The impact of global warming on the signature virulence gene, thermolabile hemolysin, of Vibrio parahaemolyticus .

Global warming is increasing human exposure to pathogens and has already had an impact on human health. Vibrio parahaemolyticus , a major pathogen causing foodborne illness, accumulates in numerous aquatic organisms and can be affected by environmental stressors such as increased replication errors or DNA damage resulting in point mutations. This could lead to an elevation in the mutation rate, which influences the expansion of Vibrio spp. habitats and the spread of associated diseases. In this study, a total of 241 strains were isolated from aquatic products imported or exported through China Customs between 2005 and 2010. The whole genomes of those strains were sequenced, revealing a highly significant level of genetic diversity.

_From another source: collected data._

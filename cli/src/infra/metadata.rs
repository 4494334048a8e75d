//! Instance metadata endpoint over HTTP.

use std::time::Duration;

use anyhow::{Context, Result};

use crate::application::ports::MetadataClient;

pub const METADATA_ROOT: &str = "http://169.254.169.254/latest/meta-data/";
pub const METADATA_TIMEOUT: Duration = Duration::from_secs(5);

/// Blocking `ureq` agent driven from `spawn_blocking`.
pub struct ImdsClient {
    agent: ureq::Agent,
    root: String,
}

impl ImdsClient {
    #[must_use]
    pub fn new(root: impl Into<String>, timeout: Duration) -> Self {
        Self {
            agent: ureq::AgentBuilder::new().timeout(timeout).build(),
            root: root.into(),
        }
    }
}

impl Default for ImdsClient {
    fn default() -> Self {
        Self::new(METADATA_ROOT, METADATA_TIMEOUT)
    }
}

impl MetadataClient for ImdsClient {
    async fn get(&self, path: &str) -> Result<bool> {
        let url = format!("{}{path}", self.root);
        let agent = self.agent.clone();
        let target = url.clone();
        let ok = tokio::task::spawn_blocking(move || match agent.get(&target).call() {
            Ok(_) => Ok(true),
            Err(ureq::Error::Status(code, _)) => {
                tracing::debug!(code, url = %target, "metadata request rejected");
                Ok(false)
            }
            Err(ureq::Error::Transport(t)) => Err(anyhow::anyhow!("{t}")),
        })
        .await
        .context("spawn_blocking for metadata request")?
        .with_context(|| format!("cannot reach {url}"))?;
        Ok(ok)
    }
}
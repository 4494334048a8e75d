//! Infrastructure implementation of the `CommandRunner` port.
//!
//! `TokioCommandRunner` runs host tools with tokio and kills the child when
//! the timeout fires.

use std::process::{Output, Stdio};
use std::time::Duration;

use anyhow::{Context, Result};
use tokio::io::AsyncReadExt;

use crate::application::ports::CommandRunner;

/// Default timeout for host tools (`df`, `systemctl`, `status`).
pub const DEFAULT_CMD_TIMEOUT: Duration = Duration::from_secs(30);

/// Production `CommandRunner`.
///
/// Dropping the output future on timeout does not stop the process, so the
/// timeout branch of `tokio::select!` kills the child explicitly.
pub struct TokioCommandRunner {
    timeout: Duration,
}

impl TokioCommandRunner {
    #[must_use]
    pub fn new(timeout: Duration) -> Self {
        Self { timeout }
    }
}

impl Default for TokioCommandRunner {
    fn default() -> Self {
        Self::new(DEFAULT_CMD_TIMEOUT)
    }
}

impl CommandRunner for TokioCommandRunner {
    async fn run(&self, program: &str, args: &[&str]) -> Result<Output> {
        self.run_with_timeout(program, args, self.timeout).await
    }

    async fn run_with_timeout(
        &self,
        program: &str,
        args: &[&str],
        timeout: Duration,
    ) -> Result<Output> {
        tracing::debug!(program, ?args, timeout_secs = timeout.as_secs(), "spawning");
        let mut child = tokio::process::Command::new(program)
            .args(args)
            .stdin(Stdio::null())
            .stdout(Stdio::piped())
            .stderr(Stdio::piped())
            .kill_on_drop(true)
            .spawn()
            .with_context(|| format!("failed to spawn {program}"))?;

        let mut stdout_handle = child.stdout.take();
        let mut stderr_handle = child.stderr.take();

        tokio::select! {
            result = async {
                let (status, stdout, stderr) = tokio::join!(
                    child.wait(),
                    drain(stdout_handle.as_mut()),
                    drain(stderr_handle.as_mut()),
                );
                Ok(Output {
                    status: status.with_context(|| format!("waiting for {program}"))?,
                    stdout,
                    stderr,
                })
            } => result,
            () = tokio::time::sleep(timeout) => {
                let _ = child.kill().await;
                tracing::warn!(program, "killed after timeout");
                anyhow::bail!("{program} timed out after {}s", timeout.as_secs())
            }
        }
    }
}

async fn drain<R: tokio::io::AsyncRead + Unpin>(handle: Option<&mut R>) -> Vec<u8> {
    let mut buf = Vec::new();
    if let Some(h) = handle {
        let _ = h.read_to_end(&mut buf).await;
    }
    buf
}
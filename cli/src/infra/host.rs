//! `LocalHost`: the production `HostSystem`.

use std::path::{Path, PathBuf};
use std::process::Output;
use std::time::Duration;

use anyhow::Result;

use crate::application::ports::{CommandRunner, ExecutableLookup, HostFilesystem, MetadataClient};
use crate::infra::command_runner::TokioCommandRunner;
use crate::infra::fs::LocalFs;
use crate::infra::metadata::ImdsClient;

/// Delegates each port to its concrete adapter.
#[derive(Default)]
pub struct LocalHost {
    runner: TokioCommandRunner,
    fs: LocalFs,
    metadata: ImdsClient,
}

impl CommandRunner for LocalHost {
    async fn run(&self, program: &str, args: &[&str]) -> Result<Output> {
        self.runner.run(program, args).await
    }

    async fn run_with_timeout(
        &self,
        program: &str,
        args: &[&str],
        timeout: Duration,
    ) -> Result<Output> {
        self.runner.run_with_timeout(program, args, timeout).await
    }
}

impl HostFilesystem for LocalHost {
    fn read_to_string(&self, path: &Path) -> Result<String> {
        self.fs.read_to_string(path)
    }

    fn list_dir(&self, path: &Path) -> Result<Vec<String>> {
        self.fs.list_dir(path)
    }

    fn contains_file_with_prefix(&self, root: &Path, prefix: &str) -> Result<bool> {
        self.fs.contains_file_with_prefix(root, prefix)
    }
}

impl ExecutableLookup for LocalHost {
    fn locate(&self, program: &str) -> Option<PathBuf> {
        self.fs.locate(program)
    }
}

impl MetadataClient for LocalHost {
    async fn get(&self, path: &str) -> Result<bool> {
        self.metadata.get(path).await
    }
}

Our analysis identified 27 new sequence types (STs) ranging from ST2950 to ST2976. The global temperature trend since 1950 affects the thermolabile hemolysin gene ( tlh ) found in all Vibrio parahaemolyticus leading to mutant sites exhibiting similar trends as temperatures rise; seven high-frequency mutation hotspots (A180G, T552G, G657T, T858C, C1062T, A1137G, and T1179C) were identified along with two clinically specific sites (T259C and A951T) that may indicate adaptation over time due to climate change, leading to increased virulence potential for this bacterial species. These results provide insight into the genetics of Vibrio parahaemolyticus and provide a reference for subsequent research, identification, and monitoring efforts related to its spread. IMPORTANCE In this study, Vibrio parahaemolyticus strains were collected from a large number of aquatic products globally and found that temperature has an impact on the virulence of these bacteria. As global temperatures rise, mutations in a gene marker called thermolabile hemolysin ( tlh ) also increase. This suggests that environmental isolates adapt to the warming environment and become more pathogenic. The findings can help in developing tools to analyze and monitor these bacteria as well as assess any link between climate change and vibrio-associated diseases, which could be used for forecasting outbreaks associated with them.